E‐polarization induction in two thin half‐sheets

Summary. An analytical solution is obtained for the E‐polarization problem of electromagnetic induction in two adjacent half‐sheets underlain by a uniform conducting half‐space. In this mode the inducing magnetic field is assumed horizontal, uniform and perpendicular to the discontinuity. The same model was previously solved under B‐polarization by Dawson & Weaver. The present solution then completes the study of two‐dimensional induction in the described model. Further, it extends both the analytic E‐polarization solution of Weidelt by the inclusion of an underlying conductor and that of Raval, Weaver & Dawson by the inclusion of arbitrary conductance values for the two surface sheets. The solution may be used as an idealized model of the coast effect and allows detailed study of the field behaviour near the discontinuity. The horizontal magnetic field on each side of the surface layer has a finite jump discontinuity at the interface and the vertical magnetic field exhibits a logarithmic singularity there.
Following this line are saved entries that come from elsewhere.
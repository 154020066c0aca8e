//! Environment-driven configuration for the endpoint binaries.

use std::net::SocketAddr;
use std::path::PathBuf;

use anyhow::Context;

#[derive(Debug, Clone)]
pub struct NodeConfig {
    /// Gateway the MQTT-SN session talks to.
    pub gateway: SocketAddr,
    /// Local UDP port, 0 = ephemeral.
    pub local_port: u16,
    pub client_id: String,
    /// QoS level used until the control surface cycles it.
    pub default_qos: u8,
    pub chunk_channel: String,
    pub status_channel: String,
    pub event_channel: String,
    pub heartbeat_channel: String,
    /// Outbound payloads are discovered here; received blocks land in a
    /// `received/` subdirectory.
    pub data_dir: PathBuf,
    /// Receive through the threaded single-slot-mailbox transport.
    pub threaded_rx: bool,
}

fn var_or(name: &str, default: &str) -> String {
    std::env::var(name).unwrap_or_else(|_| default.into())
}

impl NodeConfig {
    pub fn from_env(default_client_id: &str) -> anyhow::Result<Self> {
        let gateway: SocketAddr = var_or("BLOCKCAST_GATEWAY_ADDR", "127.0.0.1:1884")
            .parse()
            .context("BLOCKCAST_GATEWAY_ADDR must be ip:port")?;
        let local_port: u16 = var_or("BLOCKCAST_LOCAL_PORT", "0")
            .parse()
            .context("BLOCKCAST_LOCAL_PORT must be a port number")?;
        let default_qos: u8 = var_or("BLOCKCAST_QOS", "0")
            .parse()
            .context("BLOCKCAST_QOS must be 0, 1 or 2")?;
        anyhow::ensure!(default_qos <= 2, "BLOCKCAST_QOS must be 0, 1 or 2");

        Ok(Self {
            gateway,
            local_port,
            client_id: var_or("BLOCKCAST_CLIENT_ID", default_client_id),
            default_qos,
            chunk_channel: var_or("BLOCKCAST_CHUNK_CHANNEL", "blocks/chunks"),
            status_channel: var_or("BLOCKCAST_STATUS_CHANNEL", "blocks/status"),
            event_channel: var_or("BLOCKCAST_EVENT_CHANNEL", "blocks/events"),
            heartbeat_channel: var_or("BLOCKCAST_HEARTBEAT_CHANNEL", "blocks/heartbeat"),
            data_dir: var_or("BLOCKCAST_DATA_DIR", "./data").into(),
            threaded_rx: var_or("BLOCKCAST_THREADED_RX", "0") == "1",
        })
    }
}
If the right‐hand conductance (say) becomes infinite, the horizontal magnetic field exhibits an algebraic singularity as the coastline is approached from the right, while the vertical magnetic field does likewise from the left. Calculations are presented for the same two models as discussed in B‐polarization by Dawson & Weaver and the results are compared to values obtained from a more general numerical scheme. The electric current distribution inside the conducting half‐space is depicted for the second model.